As a partner and advisor to the St. Joseph Community Partnership Fund since 2016 , Sandra co-directs the Intersections Initiative, a multi-site, four-year community of practice focused on building the capacity of health system actors and community partners to engage in local policy change to advance health equity. Guided by input from local residents and key stakeholders, the seven Intersections community partnerships are taking on issues as diverse as affordable housing, education, economic and workforce development, immigration, community trauma, and civic engagement. She is a co-author on the brief highlighting key lessons from the first phase of the Initiative, “Building Power and Partnerships for the Future: Insights from the Intersections Initiative” (2023).
Sandra is a recipient of the prestigious Sarah E. Samuels Award for New Health Professionals, which acknowledges her significant contributions to the field of public health. As part of her work supporting the CDC’s efforts to improve food and activity environments, Sandra contributed to the CDC’s A Practitioner’s Guide to Advancing Health Equity: Community Strategies for Preventing Chronic Disease (2013).
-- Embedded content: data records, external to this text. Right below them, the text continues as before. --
use rand::Rng;

/// Symbols used in session codes. `O`, `I`, `0` and `1` are left out because
/// students confuse them when copying a code off a projector.
pub const CODE_ALPHABET: &[u8] = b"ABCDEFGHJKLMNPQRSTUVWXYZ23456789";

pub const CODE_LENGTH: usize = 6;

/// Generates a fresh session code using the thread-local RNG.
pub fn generate_code() -> String {
    generate_code_with(&mut rand::thread_rng())
}

pub fn generate_code_with<R: Rng + ?Sized>(rng: &mut R) -> String {
    let mut output = String::with_capacity(CODE_LENGTH);
    for _ in 0..CODE_LENGTH {
        let index = rng.gen_range(0..CODE_ALPHABET.len());
        output.push(CODE_ALPHABET[index] as char);
    }
    output
}

#[cfg(test)]
mod tests {
    use super::*;
    use rand::SeedableRng;
    use rand::rngs::StdRng;
    use std::collections::HashSet;

    #[test]
    fn alphabet_has_no_ambiguous_symbols() {
        assert_eq!(CODE_ALPHABET.len(), 32);
        for c in [b'O', b'I', b'0', b'1'] {
            assert!(!CODE_ALPHABET.contains(&c));
        }
    }

    #[test]
    fn codes_have_expected_shape() {
        for _ in 0..500 {
            let code = generate_code();
            assert_eq!(code.len(), CODE_LENGTH);
            assert!(code.bytes().all(|b| CODE_ALPHABET.contains(&b)), "{code}");
        }
    }

    #[test]
    fn seeded_generator_is_reproducible() {
        let a = generate_code_with(&mut StdRng::seed_from_u64(7));
        let b = generate_code_with(&mut StdRng::seed_from_u64(7));
        assert_eq!(a, b);
    }

    #[test]
    fn collisions_are_rare() {
        let mut rng = StdRng::seed_from_u64(42);
        let codes: HashSet<String> = (0..1000).map(|_| generate_code_with(&mut rng)).collect();
        assert!(codes.len() >= 995);
    }
}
The guide highlights equity-oriented strategies to advance prevention through active living, tobacco prevention, and healthy food access. She also contributed to Prevention Institute’s publications Partnering for health equity: Grassroots organizations on collaborating with public health agencies (2018), Walk On: Strategies to Promote Walkable Communities (2013), and the 2011 book, At Risk: Latino Children’s Health.
A Southern California native and resident of Los Angeles County, Sandra is based in PI’s Leimert Park office. She enjoys exploring new playgrounds and parks with her family.